* _Instructions for the task_
Look through the entries below. Report each line that has the word "WafRequest" in it.

***** Supplied data *****

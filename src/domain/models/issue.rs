//! Issue domain model.
//!
//! An [`Issue`] is what the tracker keeps from an API record once pull
//! requests have been filtered out. A [`TrackedIssue`] pairs an issue with
//! the single repository it was fetched under.

use chrono::{DateTime, SecondsFormat, Utc};
use serde::{Deserialize, Serialize};
use std::fmt;

/// Label that puts an issue at the top of the export.
pub const BUG_LABEL: &str = "bug";

/// Label that ranks directly after [`BUG_LABEL`].
pub const BREAKING_LABEL: &str = "breaking";

/// Marker appended to text cut short by [`truncate_with_ellipsis`].
pub const ELLIPSIS: &str = "...";

/// Issue state as reported by the API
#[derive(Debug, Clone, Copy, PartialEq, Eq, Hash, Serialize, Deserialize)]
#[serde(rename_all = "lowercase")]
pub enum IssueState {
    Open,
    Closed,
}

impl IssueState {
    pub const fn as_str(&self) -> &'static str {
        match self {
            Self::Open => "open",
            Self::Closed => "closed",
        }
    }
}

impl fmt::Display for IssueState {
    fn fmt(&self, f: &mut fmt::Formatter<'_>) -> fmt::Result {
        f.write_str(self.as_str())
    }
}

/// An issue (never a pull request) fetched from a repository.
#[derive(Debug, Clone, PartialEq, Eq, Serialize, Deserialize)]
pub struct Issue {
    pub title: String,
    pub state: IssueState,
    /// Label names in the order the API returned them
    pub labels: Vec<String>,
    pub created_at: DateTime<Utc>,
    pub updated_at: DateTime<Utc>,
    /// Issue body; absent when the author left it empty
    pub body: Option<String>,
    /// URL of the issue in the web UI
    pub html_url: String,
}

impl Issue {
    /// Case-insensitive check for a label by name.
    pub fn has_label(&self, name: &str) -> bool {
        self.labels.iter().any(|l| l.eq_ignore_ascii_case(name))
    }

    /// Label names joined into a single cell.
    pub fn labels_joined(&self) -> String {
        self.labels.join(", ")
    }

    /// Body cut to `max_chars` characters, empty when there is no body.
    pub fn body_excerpt(&self, max_chars: usize) -> String {
        self.body
            .as_deref()
            .map(|b| truncate_with_ellipsis(b, max_chars))
            .unwrap_or_default()
    }

    pub fn created_at_display(&self) -> String {
        format_timestamp(&self.created_at)
    }

    pub fn updated_at_display(&self) -> String {
        format_timestamp(&self.updated_at)
    }
}

/// An issue tagged with the repository it was fetched under.
#[derive(Debug, Clone, PartialEq, Eq, Serialize, Deserialize)]
pub struct TrackedIssue {
    pub repository: String,
    #[serde(flatten)]
    pub issue: Issue,
}

impl TrackedIssue {
    pub fn new(repository: impl Into<String>, issue: Issue) -> Self {
        Self {
            repository: repository.into(),
            issue,
        }
    }

    pub fn is_bug(&self) -> bool {
        self.issue.has_label(BUG_LABEL)
    }

    pub fn is_breaking(&self) -> bool {
        self.issue.has_label(BREAKING_LABEL)
    }
}

/// Truncate `text` to `max_chars` characters, appending [`ELLIPSIS`] if anything was cut.
///
/// Counts `char`s rather than bytes so multi-byte text is never split.
pub fn truncate_with_ellipsis(text: &str, max_chars: usize) -> String {
    match text.char_indices().nth(max_chars) {
        Some((cut, _)) => format!("{}{ELLIPSIS}", &text[..cut]),
        None => text.to_string(),
    }
}

fn format_timestamp(ts: &DateTime<Utc>) -> String {
    ts.to_rfc3339_opts(SecondsFormat::Secs, true)
}

#[cfg(test)]
mod tests {
    use super::*;

    fn issue_with_labels(labels: &[&str]) -> Issue {
        Issue {
            title: "Crash on start".to_string(),
            state: IssueState::Open,
            labels: labels.iter().map(|l| (*l).to_string()).collect(),
            created_at: "2024-01-14T08:00:00Z".parse().unwrap(),
            updated_at: "2024-01-15T10:30:00Z".parse().unwrap(),
            body: None,
            html_url: "https://github.com/acme/widgets/issues/1".to_string(),
        }
    }

    #[test]
    fn test_truncate_long_body() {
        let body = "x".repeat(150);
        let out = truncate_with_ellipsis(&body, 100);
        assert_eq!(out, format!("{}...", "x".repeat(100)));
    }

    #[test]
    fn test_truncate_short_body_unchanged() {
        let body = "y".repeat(80);
        assert_eq!(truncate_with_ellipsis(&body, 100), body);
    }

    #[test]
    fn test_truncate_exact_length_unchanged() {
        let body = "z".repeat(100);
        assert_eq!(truncate_with_ellipsis(&body, 100), body);
    }

    #[test]
    fn test_truncate_counts_chars_not_bytes() {
        assert_eq!(truncate_with_ellipsis("héllo wörld", 5), "héllo...");
    }

    #[test]
    fn test_has_label_is_case_insensitive() {
        let issue = issue_with_labels(&["Bug", "docs"]);
        assert!(issue.has_label("bug"));
        assert!(issue.has_label("DOCS"));
        assert!(!issue.has_label("breaking"));
    }

    #[test]
    fn test_labels_joined() {
        let issue = issue_with_labels(&["bug", "breaking", "ui"]);
        assert_eq!(issue.labels_joined(), "bug, breaking, ui");
        assert_eq!(issue_with_labels(&[]).labels_joined(), "");
    }

    #[test]
    fn test_body_excerpt_absent_body() {
        let issue = issue_with_labels(&[]);
        assert_eq!(issue.body_excerpt(100), "");
    }

    #[test]
    fn test_timestamp_display() {
        let issue = issue_with_labels(&[]);
        assert_eq!(issue.created_at_display(), "2024-01-14T08:00:00Z");
        assert_eq!(issue.updated_at_display(), "2024-01-15T10:30:00Z");
    }

    #[test]
    fn test_tracked_issue_flags() {
        let tracked = TrackedIssue::new("widgets", issue_with_labels(&["BREAKING"]));
        assert!(!tracked.is_bug());
        assert!(tracked.is_breaking());
        assert_eq!(tracked.repository, "widgets");
    }

    #[test]
    fn test_state_display() {
        assert_eq!(IssueState::Open.to_string(), "open");
        assert_eq!(IssueState::Closed.to_string(), "closed");
    }
}
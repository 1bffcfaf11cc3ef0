//! CLI command implementations

pub mod run;

pub use run::{execute, resolve_settings, run, run_with_client, RepositorySection, RunOutput};
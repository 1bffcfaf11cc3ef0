use super::config::{LogConfig, LogFormat, RotationPolicy};
use anyhow::Result;
use std::io;
use tracing::Level;
use tracing_appender::non_blocking::WorkerGuard;
use tracing_appender::rolling;
use tracing_subscriber::layer::SubscriberExt;
use tracing_subscriber::util::SubscriberInitExt;
use tracing_subscriber::{EnvFilter, Layer};

/// File name used inside `log_dir`
const LOG_FILE_NAME: &str = "org-issues.log";

/// Logger implementation using tracing
///
/// Logs go to stderr so stdout carries only the report.
pub struct LoggerImpl {
    _guard: Option<WorkerGuard>,
}

impl LoggerImpl {
    /// Initialize the global subscriber with the given configuration
    ///
    /// # Returns
    /// * `Result<Self>` - Logger instance with guard to keep the file writer alive
    ///
    /// # Errors
    /// Returns an error if the level is invalid or a subscriber is already set
    pub fn init(config: &LogConfig) -> Result<Self> {
        let default_level = parse_log_level(&config.level)?;

        // RUST_LOG wins over the configured level
        let env_filter = EnvFilter::builder()
            .with_default_directive(default_level.into())
            .from_env_lossy();

        let stderr_layer = match config.format {
            LogFormat::Json => tracing_subscriber::fmt::layer()
                .json()
                .with_writer(io::stderr)
                .with_current_span(true)
                .with_target(true)
                .with_filter(env_filter.clone())
                .boxed(),
            LogFormat::Pretty => tracing_subscriber::fmt::layer()
                .with_writer(io::stderr)
                .with_target(false)
                .with_filter(env_filter.clone())
                .boxed(),
        };

        let (file_layer, guard) = match config.log_dir {
            Some(ref log_dir) => {
                let file_appender = match config.rotation {
                    RotationPolicy::Daily => rolling::daily(log_dir, LOG_FILE_NAME),
                    RotationPolicy::Hourly => rolling::hourly(log_dir, LOG_FILE_NAME),
                    RotationPolicy::Never => rolling::never(log_dir, LOG_FILE_NAME),
                };
                let (non_blocking_file, guard) = tracing_appender::non_blocking(file_appender);

                // File layer - always JSON for structured logging
                let layer = tracing_subscriber::fmt::layer()
                    .json()
                    .with_writer(non_blocking_file)
                    .with_ansi(false)
                    .with_current_span(true)
                    .with_span_list(true)
                    .with_target(true)
                    .with_file(true)
                    .with_line_number(true)
                    .with_filter(env_filter)
                    .boxed();
                (Some(layer), Some(guard))
            }
            None => (None, None),
        };

        tracing_subscriber::registry()
            .with(stderr_layer)
            .with(file_layer)
            .try_init()?;

        tracing::debug!(
            level = %config.level,
            format = ?config.format,
            file_output = config.log_dir.is_some(),
            "logger initialized"
        );

        Ok(Self { _guard: guard })
    }
}

/// Parse log level string to Level
fn parse_log_level(level: &str) -> Result<Level> {
    match level.to_lowercase().as_str() {
        "trace" => Ok(Level::TRACE),
        "debug" => Ok(Level::DEBUG),
        "info" => Ok(Level::INFO),
        "warn" => Ok(Level::WARN),
        "error" => Ok(Level::ERROR),
        _ => anyhow::bail!("Invalid log level: {level}"),
    }
}
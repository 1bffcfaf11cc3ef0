//! CLI output formatting module
//!
//! Human output is a per-repository table report; `--json` switches every
//! command result to a pretty-printed JSON document.

pub mod progress;
pub mod table;

use serde::Serialize;

pub use progress::{create_spinner, create_spinner_with_message, hidden_spinner, ProgressBarExt};
pub use table::{ReportFormatter, REPORT_COLUMNS};

/// Trait for types that can be rendered as human-readable or JSON output.
pub trait CommandOutput: Serialize {
    fn to_human(&self) -> String;
    fn to_json(&self) -> serde_json::Value;
}

/// Dispatch output based on JSON mode flag.
pub fn output<T: CommandOutput>(result: &T, json_mode: bool) {
    println!("{}", render(result, json_mode));
}

/// The text [`output`] prints.
pub fn render<T: CommandOutput>(result: &T, json_mode: bool) -> String {
    if json_mode {
        serde_json::to_string_pretty(&result.to_json()).unwrap_or_default()
    } else {
        result.to_human()
    }
}
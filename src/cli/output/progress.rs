//! Spinner shown on stderr while repositories are being fetched

use indicatif::{ProgressBar, ProgressDrawTarget, ProgressStyle};
use std::time::Duration;

const SPINNER_TEMPLATE: &str = "[{elapsed_precise}] {spinner:.green} {msg}";
const SPINNER_CHARS: &str = "⠋⠙⠹⠸⠼⠴⠦⠧⠇⠏";

/// Create a spinner for indeterminate operations
///
/// indicatif draws to stderr and hides itself when stderr is not a terminal.
pub fn create_spinner() -> ProgressBar {
    let spinner = ProgressBar::new_spinner();
    let style = ProgressStyle::default_spinner()
        .template(SPINNER_TEMPLATE)
        .unwrap_or_else(|_| ProgressStyle::default_spinner())
        .tick_chars(SPINNER_CHARS);
    spinner.set_style(style);
    spinner.enable_steady_tick(Duration::from_millis(80));
    spinner
}

/// Create a spinner with a custom message
pub fn create_spinner_with_message(message: impl Into<String>) -> ProgressBar {
    let spinner = create_spinner();
    spinner.set_message(message.into());
    spinner
}

/// A spinner that never draws, used in JSON mode
pub fn hidden_spinner() -> ProgressBar {
    let spinner = ProgressBar::new_spinner();
    spinner.set_draw_target(ProgressDrawTarget::hidden());
    spinner
}

/// Extension trait for ProgressBar to add common utility methods
pub trait ProgressBarExt {
    /// Finish with a success message (green checkmark)
    fn finish_success(&self, message: impl Into<String>);

    /// Finish with an error message (red X)
    fn finish_error(&self, message: impl Into<String>);
}

impl ProgressBarExt for ProgressBar {
    fn finish_success(&self, message: impl Into<String>) {
        self.finish_with_message(format!("✓ {}", message.into()));
    }

    fn finish_error(&self, message: impl Into<String>) {
        self.finish_with_message(format!("✗ {}", message.into()));
    }
}
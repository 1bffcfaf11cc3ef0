//! Infrastructure layer module
//!
//! This module contains all infrastructure adapters and external integrations:
//! - GitHub REST client with pagination and rate-limit backoff
//! - CSV export
//! - Configuration management
//! - Logging infrastructure
//!
//! Infrastructure implementations satisfy the port traits defined in the domain layer.

pub mod config;
pub mod export;
pub mod github;
pub mod logging;
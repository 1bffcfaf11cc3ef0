use async_trait::async_trait;
use std::time::Duration;

/// Port for suspending execution during rate-limit backoff.
///
/// The fetch loop never sleeps directly; it asks a `Sleeper`, which lets
/// tests record requested delays instead of waiting them out.
///
/// # Examples
///
/// ```no_run
/// use org_issues::domain::ports::{Sleeper, TokioSleeper};
/// use std::time::Duration;
///
/// async fn example() {
///     TokioSleeper.sleep(Duration::from_secs(1)).await;
/// }
/// ```
#[async_trait]
pub trait Sleeper: Send + Sync {
    /// Suspend for `duration`.
    async fn sleep(&self, duration: Duration);
}

/// Sleeper backed by the tokio timer.
#[derive(Debug, Clone, Copy, Default)]
pub struct TokioSleeper;

#[async_trait]
impl Sleeper for TokioSleeper {
    async fn sleep(&self, duration: Duration) {
        tokio::time::sleep(duration).await;
    }
}
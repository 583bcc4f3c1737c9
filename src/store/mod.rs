pub mod audit;
mod db;
pub mod error_pages;
pub mod routes;
pub mod rules;
pub mod snapshot;

use std::collections::HashMap;
use std::path::{Path, PathBuf};
use std::sync::Arc;

use parking_lot::{Mutex, RwLock};
use rusqlite::Connection;
use tokio::task;
use tracing::{info, warn};

use crate::engine::{evaluate_rules, project, Outcome};
use crate::request::WafRequest;

pub use audit::{AuditRecord, AuditSink, TracingAuditSink};
pub use error_pages::{BlockResponse, ErrorPage};
pub use routes::{OriginType, ResolvedOrigin, Route};
pub use snapshot::StoreSnapshot;

/// Error taxonomy shared by the store and the configuration API.
#[derive(Debug, thiserror::Error)]
pub enum StoreError {
    #[error("invalid input: {0}")]
    InvalidInput(String),
    #[error("not found: {0}")]
    NotFound(String),
    #[error("conflict: {0}")]
    Conflict(String),
    #[error("store failure: {0}")]
    Internal(String),
}

impl From<rusqlite::Error> for StoreError {
    fn from(err: rusqlite::Error) -> Self {
        StoreError::Internal(err.to_string())
    }
}

impl From<task::JoinError> for StoreError {
    fn from(err: task::JoinError) -> Self {
        StoreError::Internal(format!("store task aborted: {err}"))
    }
}

/// Identity of a tenant store: the process-wide global singleton or one
/// route's private store.
#[derive(Debug, Clone, PartialEq, Eq, Hash)]
pub enum TenantId {
    Global,
    Route(String),
}

impl TenantId {
    /// Context label used in audit and event records.
    pub fn context(&self) -> String {
        match self {
            TenantId::Global => "global".to_string(),
            TenantId::Route(id) => id.clone(),
        }
    }

    pub fn is_global(&self) -> bool {
        matches!(self, TenantId::Global)
    }
}

/// Durable configuration store for one tenant: an embedded SQLite database
/// fronted by a write-invalidated immutable snapshot.
///
/// Mutations serialize on the connection mutex inside `spawn_blocking`;
/// readers clone the published `Arc` snapshot and never hold a lock across
/// evaluation.
pub struct TenantStore {
    id: TenantId,
    conn: Arc<Mutex<Connection>>,
    snapshot: RwLock<Option<Arc<StoreSnapshot>>>,
    reload: tokio::sync::Mutex<()>,
    audit: Arc<dyn AuditSink>,
}

impl TenantStore {
    pub fn open(
        id: TenantId,
        path: &Path,
        audit: Arc<dyn AuditSink>,
    ) -> Result<Self, StoreError> {
        let conn = db::open(path, &id)?;
        Ok(Self {
            id,
            conn: Arc::new(Mutex::new(conn)),
            snapshot: RwLock::new(None),
            reload: tokio::sync::Mutex::new(()),
            audit,
        })
    }

    pub fn id(&self) -> &TenantId {
        &self.id
    }

    /// Current cached view; loads from persistence on miss. Concurrent misses
    /// coordinate on one reload so the database sees a single load.
    pub async fn snapshot(&self) -> Result<Arc<StoreSnapshot>, StoreError> {
        if let Some(snapshot) = self.snapshot.read().clone() {
            return Ok(snapshot);
        }

        let _guard = self.reload.lock().await;
        if let Some(snapshot) = self.snapshot.read().clone() {
            return Ok(snapshot);
        }

        let conn = self.conn.clone();
        let id = self.id.clone();
        let loaded = task::spawn_blocking(move || {
            let conn = conn.lock();
            snapshot::load(&conn, &id)
        })
        .await??;
        let loaded = Arc::new(loaded);
        *self.snapshot.write() = Some(loaded.clone());
        Ok(loaded)
    }

    /// Projects the request and scans this tenant's ruleset. Pure with
    /// respect to the acquired snapshot.
    pub async fn evaluate(&self, request: &WafRequest) -> Result<Outcome, StoreError> {
        let snapshot = self.snapshot().await?;
        let fields = project(request);
        Ok(evaluate_rules(&snapshot.rules, &fields))
    }

    fn invalidate(&self) {
        *self.snapshot.write() = None;
    }

    /// Runs a blocking closure against the connection, and on success
    /// invalidates the snapshot so the next read observes the write.
    pub(crate) async fn write<T, F>(&self, mutation: F) -> Result<T, StoreError>
    where
        T: Send + 'static,
        F: FnOnce(&mut Connection) -> Result<T, StoreError> + Send + 'static,
    {
        let conn = self.conn.clone();
        let result = task::spawn_blocking(move || {
            let mut conn = conn.lock();
            mutation(&mut conn)
        })
        .await??;
        self.invalidate();
        Ok(result)
    }

    /// Emits an audit record for a committed write. Failure is logged; the
    /// write stands regardless.
    pub(crate) async fn emit_audit(&self, record: AuditRecord) {
        if let Err(err) = self.audit.append(record).await {
            warn!(tenant = %self.id.context(), error = %err, "audit emission failed");
        }
    }

    /// Records a threat-feed refresh tick in the global store's opaque feed
    /// state. Ingestion itself happens outside the core.
    pub async fn touch_feed_state(&self, actor: &str) -> Result<String, StoreError> {
        if !self.id.is_global() {
            return Err(StoreError::InvalidInput(
                "feed state lives in the global store only".into(),
            ));
        }
        let now = time::OffsetDateTime::now_utc()
            .format(&time::format_description::well_known::Rfc3339)
            .map_err(|err| StoreError::Internal(err.to_string()))?;
        let stamp = now.clone();
        self.write(move |conn| {
            conn.execute(
                "INSERT INTO feed_state (key, value) VALUES ('last_refresh', ?1) \
                 ON CONFLICT(key) DO UPDATE SET value = ?1",
                rusqlite::params![stamp],
            )?;
            Ok(())
        })
        .await?;
        self.emit_audit(AuditRecord::new(
            actor,
            self.id.context(),
            "feeds.refresh",
            "last_refresh",
            None,
            Some(serde_json::Value::String(now.clone())),
        ))
        .await;
        Ok(now)
    }
}

/// Process-wide directory of tenant stores: the global singleton plus one
/// store per route, created on first reference and destroyed with the route.
pub struct StoreRegistry {
    data_dir: PathBuf,
    audit: Arc<dyn AuditSink>,
    global: Arc<TenantStore>,
    routes: RwLock<HashMap<String, Arc<TenantStore>>>,
}

impl StoreRegistry {
    pub fn open(data_dir: &Path, audit: Arc<dyn AuditSink>) -> Result<Self, StoreError> {
        std::fs::create_dir_all(data_dir.join("routes"))
            .map_err(|err| StoreError::Internal(format!("creating data dir: {err}")))?;
        let global_path = data_dir.join("global.db");
        let fresh = !global_path.exists();
        let global = Arc::new(TenantStore::open(
            TenantId::Global,
            &global_path,
            audit.clone(),
        )?);
        if fresh {
            info!(path = %global_path.display(), "created global tenant store");
        }
        Ok(Self {
            data_dir: data_dir.to_path_buf(),
            audit,
            global,
            routes: RwLock::new(HashMap::new()),
        })
    }

    pub fn global(&self) -> Arc<TenantStore> {
        self.global.clone()
    }

    /// Store owning the given route's ruleset, opened on first reference.
    pub fn route_store(&self, route_id: &str) -> Result<Arc<TenantStore>, StoreError> {
        if let Some(store) = self.routes.read().get(route_id) {
            return Ok(store.clone());
        }

        let mut routes = self.routes.write();
        if let Some(store) = routes.get(route_id) {
            return Ok(store.clone());
        }
        let path = self.route_db_path(route_id);
        let store = Arc::new(TenantStore::open(
            TenantId::Route(route_id.to_string()),
            &path,
            self.audit.clone(),
        )?);
        routes.insert(route_id.to_string(), store.clone());
        Ok(store)
    }

    /// Drops a deleted route's store and removes its database file.
    pub fn drop_route_store(&self, route_id: &str) {
        self.routes.write().remove(route_id);
        let path = self.route_db_path(route_id);
        if path.exists() {
            if let Err(err) = std::fs::remove_file(&path) {
                warn!(route = route_id, error = %err, "failed to remove route store file");
            }
        }
    }

    fn route_db_path(&self, route_id: &str) -> PathBuf {
        self.data_dir.join("routes").join(format!("{route_id}.db"))
    }
}


#[cfg(test)]
mod tests {
    use super::test_support::registry;
    use super::*;

    #[tokio::test]
    async fn snapshot_loads_empty_store() {
        let fixture = registry();
        let global = fixture.registry.global();
        let snapshot = global.snapshot().await.unwrap();
        assert!(snapshot.rules.is_empty());
        assert!(snapshot.routes.is_empty());
    }

    #[tokio::test]
    async fn snapshot_is_cached_until_invalidated() {
        let fixture = registry();
        let global = fixture.registry.global();
        let first = global.snapshot().await.unwrap();
        let second = global.snapshot().await.unwrap();
        assert!(Arc::ptr_eq(&first, &second));

        global.invalidate();
        let third = global.snapshot().await.unwrap();
        assert!(!Arc::ptr_eq(&first, &third));
    }

    #[tokio::test]
    async fn route_store_is_created_on_first_reference() {
        let fixture = registry();
        let store = fixture.registry.route_store("rt-1").unwrap();
        assert_eq!(store.id(), &TenantId::Route("rt-1".to_string()));
        let again = fixture.registry.route_store("rt-1").unwrap();
        assert!(Arc::ptr_eq(&store, &again));
    }

    #[tokio::test]
    async fn dropped_route_store_loses_its_database() {
        let fixture = registry();
        let _ = fixture.registry.route_store("rt-gone").unwrap();
        let path = fixture.registry.route_db_path("rt-gone");
        assert!(path.exists());
        fixture.registry.drop_route_store("rt-gone");
        assert!(!path.exists());
    }
}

*****

* _Answer space_
use crate::request::WafRequest;
    pub async fn evaluate(&self, request: &WafRequest) -> Result<Outcome, StoreError> {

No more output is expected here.